A los dos minutos pidió que nos acercáramos y le pusiéramos las tres pijas en la cara. Sacó la lengua y nos lamía. Se levantó un segundo, se sacó la remera y dejó las tetas al aire. Nos chupaba alternando. Quiso ver si le entraba más de una pija a la vez, pero ninguno se animó a poner la suya cerca de la de otro. Bruno fue el primero en querer acabar, así que ella lo chupó bien fuerte hasta que terminó, pero no se lo tragó: escupió toda la leche sobre sus propias tetas. Iván acabó después y le tiró directo encima, un enchastre. Por último acabé yo, y me salieron dos gotitas tristes; se cagaron de risa todos, pero no sabían que yo ya había acabado veinte minutos antes en el baño. ¿Y sabés qué hizo la puta? Agarró el celular y se sacó una selfie cubierta de leche con los tres atrás. No me la quiso pasar, ja. Es putísima. No puedo creer que hasta hace una semana yo pensaba en pedirle que fuera mi novia.
***
—Eso fue, más o menos, lo que contó Nico. No sé si es verdad o no —terminó mi novio.
Yo me quedé muda. No podía creer que mi amiga fuera tan trola. No me dio ni tiempo a enojarme.
Con la cabeza dada vuelta, unos días después invité a Mara a casa para echar luz al asunto. Estuvimos toda la noche hablando y tomando, pero no hubo forma de que me animara a preguntarle «eso». Lo máximo que conseguí fue sacarle algo de información de esa noche.

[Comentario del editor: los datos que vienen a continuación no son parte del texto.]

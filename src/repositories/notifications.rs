use async_trait::async_trait;
use sqlx::PgPool;

use super::{NotificationRepository, RepositoryError};
use crate::models::notifications::Notification;

#[derive(Clone)]
pub struct PgNotificationRepository {
    conn: PgPool,
}

impl PgNotificationRepository {
    pub fn new(conn: PgPool) -> Self {
        Self { conn }
    }
}

#[async_trait]
impl NotificationRepository for PgNotificationRepository {
    async fn insert_notification(
        &self,
        user_id: i64,
        kind: &str,
        message: &str,
    ) -> Result<Notification, RepositoryError> {
        let notification = sqlx::query_as::<_, Notification>(
            r#"INSERT INTO notifications (user_id, type, message)
            VALUES ($1, $2, $3)
            RETURNING id, user_id, type, message, is_read, created_at"#,
        )
        .bind(user_id)
        .bind(kind)
        .bind(message)
        .fetch_one(&self.conn)
        .await?;

        Ok(notification)
    }

    async fn list_notifications(
        &self,
        user_id: i64,
        unread_only: bool,
    ) -> Result<Vec<Notification>, RepositoryError> {
        let notifications = sqlx::query_as::<_, Notification>(
            r#"SELECT id, user_id, type, message, is_read, created_at
            FROM notifications
            WHERE user_id = $1 AND (NOT $2 OR is_read = FALSE)
            ORDER BY created_at DESC, id DESC"#,
        )
        .bind(user_id)
        .bind(unread_only)
        .fetch_all(&self.conn)
        .await?;

        Ok(notifications)
    }

    async fn mark_all_read(&self, user_id: i64) -> Result<u64, RepositoryError> {
        let result = sqlx::query(
            "UPDATE notifications SET is_read = TRUE WHERE user_id = $1 AND is_read = FALSE",
        )
        .bind(user_id)
        .execute(&self.conn)
        .await?;

        Ok(result.rows_affected())
    }
}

—Amiga, ¿cómo la pasaste el otro día en lo de Nico?
—De diez, igual menos mal que no fuiste, no es tu onda, los pibes son re huecos. Sacando eso, Iván y Bruno, los amigos de Nico, son divinos, y re lindos, todos del club de rugby.
—Ah, bueno. Me alegro de que la hayas pasado bien.
La charla quedó ahí. Me estaba divirtiendo y no iba a arruinar la noche con una pregunta desubicada.
—Amiga, me estoy meando, voy un toque al baño —me dijo Mara un rato después.
—¿Me dejás el celu? Me quiero sacar unas selfies con tu iPhone —le pedí, porque ella tiene el pro max y yo uno común.
—Sí, obvio, amor.
Agarré el teléfono y me saqué varias fotos. Abrí la galería: salían divinas. Y ahí me ganó el pensamiento intrusivo. Empecé a hacer scroll, sin buscar nada en concreto, solo por curiosidad. Una semana atrás, entre fotos cualquiera, apareció una de Mara arrodillada, con las tetas cubiertas de semen.